Friday, September 26, 2014

Again? REALLY?

The following is in no way associated with any particular company. This is my personal experience, and the reason why I am no longer DJing anything ever again. Actually, repeated situations that look similar to this.

So, I just received a notice through a third party from someone I worked for that the person was "less than pleased" with my services as a DJ.

You have absolutely no idea how angry I am right now.

See, this particular person wanted a bilingual DJ. I am not fluent in proper Spanish, but I was assigned this wedding by the company I contract with anyway because there wasn't anyone else available. Cool.

Then I find out that this person wants everything done in English and Spanish. Then I find out that she wants specialized international music from Central America. Which basically means that I was forced to spend over 50 dollars on music to make sure that this went off without a problem. Then I spent over 8 hours over 3 days on the phone with this particular person. Then I spent an entire day writing and translating everything I needed to say as well as going over it to an insane amount to prepare. I had to pay for and download special music for her ceremony as well as using equipment they didn't pay for to make everything work. Then there was a ridiculous amount of driving involved. Then there was the fact that any time something had to be said spontaneously, it was almost impossible.

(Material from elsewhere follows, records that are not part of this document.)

// src/aggregate/genome.rs

use super::{Groups, Member};
use crate::seq_id;
use crate::types::{AggregatedRow, PredictionRow};

/// A row that can be folded into a genome-level call.
pub trait GenomeMember {
    /// Genomic-file id this row belongs to, if one can be recovered.
    fn genome_key(&self) -> Option<String>;
    fn member(&self) -> Member;
}

impl GenomeMember for PredictionRow {
    fn genome_key(&self) -> Option<String> {
        self.genomic_id
            .clone()
            .or_else(|| seq_id::genomic_file_id(&self.sequence_id))
    }

    fn member(&self) -> Member {
        let parsed = seq_id::parse(&self.sequence_id);
        Member {
            resistant: self.resistant_prob,
            susceptible: self.susceptible_prob,
            start: self.start.or(parsed.start),
            end: self.end.or(parsed.end),
        }
    }
}

/// Sequence-level rows contribute their averaged probabilities.
impl GenomeMember for AggregatedRow {
    fn genome_key(&self) -> Option<String> {
        self.genomic_id
            .clone()
            .or_else(|| seq_id::genomic_file_id(&self.id))
    }

    fn member(&self) -> Member {
        Member {
            resistant: self.avg_resistance_prob,
            susceptible: self.avg_susceptible_prob,
            start: self.start,
            end: self.end,
        }
    }
}

#[derive(Debug, Clone, Default, PartialEq)]
pub struct GenomeAggregation {
    pub rows: Vec<AggregatedRow>,
    /// Rows skipped because no genomic-file id could be extracted
    pub dropped_rows: usize,
}

/// Group rows by genomic-file id and recompute all three calls per genome.
///
/// Unlike sequence aggregation, the grouping key is mandatory here: rows
/// without a recoverable genomic-file id are dropped and counted.
pub fn aggregate_genomes<R: GenomeMember>(rows: &[R], threshold: f64) -> GenomeAggregation {
    let mut groups = Groups::default();
    let mut dropped_rows = 0;

    for row in rows {
        match row.genome_key() {
            Some(key) => groups.push(&key, None, row.member()),
            None => dropped_rows += 1,
        }
    }

    if dropped_rows > 0 {
        log::warn!(
            "{} row(s) had no genomic-file id and were left out of genome aggregation",
            dropped_rows
        );
    }

    GenomeAggregation {
        rows: groups.into_rows(threshold),
        dropped_rows,
    }
}

/// Aggregate several classifier runs separately and concatenate them in run
/// order, tagging each genome row with its model label.
pub fn aggregate_genomes_by_model<R: GenomeMember>(
    runs: &[(String, Vec<R>)],
    threshold: f64,
) -> GenomeAggregation {
    let mut merged = GenomeAggregation::default();
    for (model, rows) in runs {
        let agg = aggregate_genomes(rows, threshold);
        merged.dropped_rows += agg.dropped_rows;
        merged.rows.extend(agg.rows.into_iter().map(|mut row| {
            row.model = Some(model.clone());
            row
        }));
    }
    merged
}

#[cfg(test)]
mod tests {
    use super::*;
    use crate::aggregate::aggregate_sequences;
    use crate::types::Call;

    fn predictions() -> Vec<PredictionRow> {
        vec![
            PredictionRow::new("fasta_g1:contig1_segment_1_100", 0.9, 0.1),
            PredictionRow::new("fasta_g1:contig1_segment_101_200", 0.1, 0.9),
            PredictionRow::new("fasta_g1:contig2_1_300", 0.2, 0.8),
            PredictionRow::new("fasta_g2:contig1_1_50", 0.6, 0.4),
            PredictionRow::new("loose_contig", 0.99, 0.01),
        ]
    }

    #[test]
    fn groups_segments_by_genomic_file() {
        let agg = aggregate_genomes(&predictions(), 0.5);
        assert_eq!(agg.dropped_rows, 1);
        assert_eq!(agg.rows.len(), 2);

        let g1 = &agg.rows[0];
        assert_eq!(g1.id, "fasta_g1");
        assert_eq!(g1.segment_count, 3);
        assert_eq!(g1.any_resistance, Call::Resistant);
        assert_eq!(g1.majority_vote, Call::Susceptible);
        assert_eq!(g1.avg_classification, Call::Susceptible);
        assert!(!g1.methods_agree);

        let g2 = &agg.rows[1];
        assert_eq!(g2.id, "fasta_g2");
        assert!(g2.methods_agree);
    }

    #[test]
    fn recomputes_from_sequence_rows() {
        let seq_rows = aggregate_sequences(&predictions(), 0.5).rows;
        let agg = aggregate_genomes(&seq_rows, 0.5);
        assert_eq!(agg.dropped_rows, 1);

        let g1 = &agg.rows[0];
        // contig1 averages 0.5, contig2 is 0.2: nothing is above threshold
        assert_eq!(g1.segment_count, 2);
        assert_eq!(g1.any_resistance, Call::Susceptible);
        assert!((g1.avg_resistance_prob - 0.35).abs() < 1e-12);
        assert!(g1.methods_agree);
    }

    #[test]
    fn unsplit_colon_ids_keep_their_genome() {
        let rows = vec![
            PredictionRow::new("fasta_a:c1", 0.9, 0.1),
            PredictionRow::new("fasta_a:c2", 0.2, 0.8),
            PredictionRow::new("fasta_b:c1", 0.1, 0.9),
        ];
        let seq_rows = aggregate_sequences(&rows, 0.5).rows;
        // both collapse onto their genomic file at sequence level
        let ids: Vec<&str> = seq_rows.iter().map(|r| r.id.as_str()).collect();
        assert_eq!(ids, vec!["fasta_a", "fasta_b"]);
        assert_eq!(seq_rows[0].genomic_id.as_deref(), Some("fasta_a"));

        let agg = aggregate_genomes(&seq_rows, 0.5);
        assert_eq!(agg.dropped_rows, 0);
        assert_eq!(agg.rows.len(), 2);
        assert_eq!(agg.rows[0].id, "fasta_a");
        assert_eq!(agg.rows[0].any_resistance, Call::Resistant);
        assert_eq!(agg.rows[1].id, "fasta_b");
        assert!(agg.rows.iter().all(|r| r.genomic_id.is_none()));
    }

    #[test]
    fn explicit_genomic_id_column_wins() {
        let mut row = PredictionRow::new("contig9_segment_1_50", 0.8, 0.2);
        row.genomic_id = Some("fasta_sub".to_string());
        let agg = aggregate_genomes(&[row], 0.5);
        assert_eq!(agg.dropped_rows, 0);
        assert_eq!(agg.rows[0].id, "fasta_sub");
        assert_eq!((agg.rows[0].start, agg.rows[0].end), (Some(1), Some(50)));
    }

    #[test]
    fn merges_runs_with_model_labels() {
        let runs = vec![
            ("esm".to_string(), predictions()),
            ("dnabert".to_string(), predictions()[3..].to_vec()),
        ];
        let agg = aggregate_genomes_by_model(&runs, 0.5);
        let labels: Vec<(&str, Option<&str>)> = agg
            .rows
            .iter()
            .map(|r| (r.id.as_str(), r.model.as_deref()))
            .collect();
        assert_eq!(
            labels,
            vec![
                ("fasta_g1", Some("esm")),
                ("fasta_g2", Some("esm")),
                ("fasta_g2", Some("dnabert")),
            ]
        );
        assert_eq!(agg.dropped_rows, 2);
    }
}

There were at least 5 different Spanish cultures at this wedding, as well as white people, black people, and who-knows-what-else. Ever try to play Mozart's "A Little Night Music"  as a dance song? That's what it's like from culture-to-culture in the Spanish community.

I also offered to let her use my personal cell phone to Skype with the groom's father in his home country because he wasn't able to get a visa to come to the wedding. I also offered to use one of my small, inexpensive cameras to video the ceremony just so that she could have it to show the groom's father at a later date. I also listened to this chick go bridezilla for the planning process, and heard nothing but bad things about her from EVERYONE else who was working that wedding. Caterers, planners, even the equipment rental people had something to say. I said nothing, as I am told to do by the people who run everything. (Yes, after years of mistakes on this one, I finally learned my lesson.)

No one has any idea the stress I went through for an entire week about this wedding. There was worry that damn near caused panic attacks, points when I felt like breaking down crying, and having to put my entire life on hold for 5 days because of a wedding. I busted my ass to make sure this thing went off as well as it could. I missed class because I had to prepare for it and make sure everything was good.

I got sucked in by another client and allowed them to make me care about them. After everything I did to create a comfortable environment for them, after all the money I spent, after the lies told to me after the wedding from the bride's mouth and the groom's mouth, and the wedding party's mouth, and the bride's father's mouth, I find out she was "less than pleased."

Now, here's the truth: I knew for a fact, before this wedding even happened, that she was going to complain NO MATTER THE OUTCOME. I knew because she was way too picky about everything. She never actually made up her mind about what songs she wanted played at her ceremony and the order she wanted them in. We discussed about 20 different possibilities, and even after that she changed her mind several times. The order of events changed several times during her reception, which happens, but not as often as it did at this wedding. Everything was basically a cluster**** from start to finish, and I was expected to be the shining light in that colossal **** storm. That's what's killing me about this whole situation. I KNEW AHEAD OF TIME. I don't know why I think that I can save situations that are doomed before I even walk into them. When I spoke to one of the owners of the company before the wedding, even he said something about how intense she was. I really should have known this was coming, but I can't even fathom this shit after all the work I put in. At the very least the client should have said NOTHING knowing how hard I worked. I was actually told that because of her rapport we were saved from a bad review. Really? Wow.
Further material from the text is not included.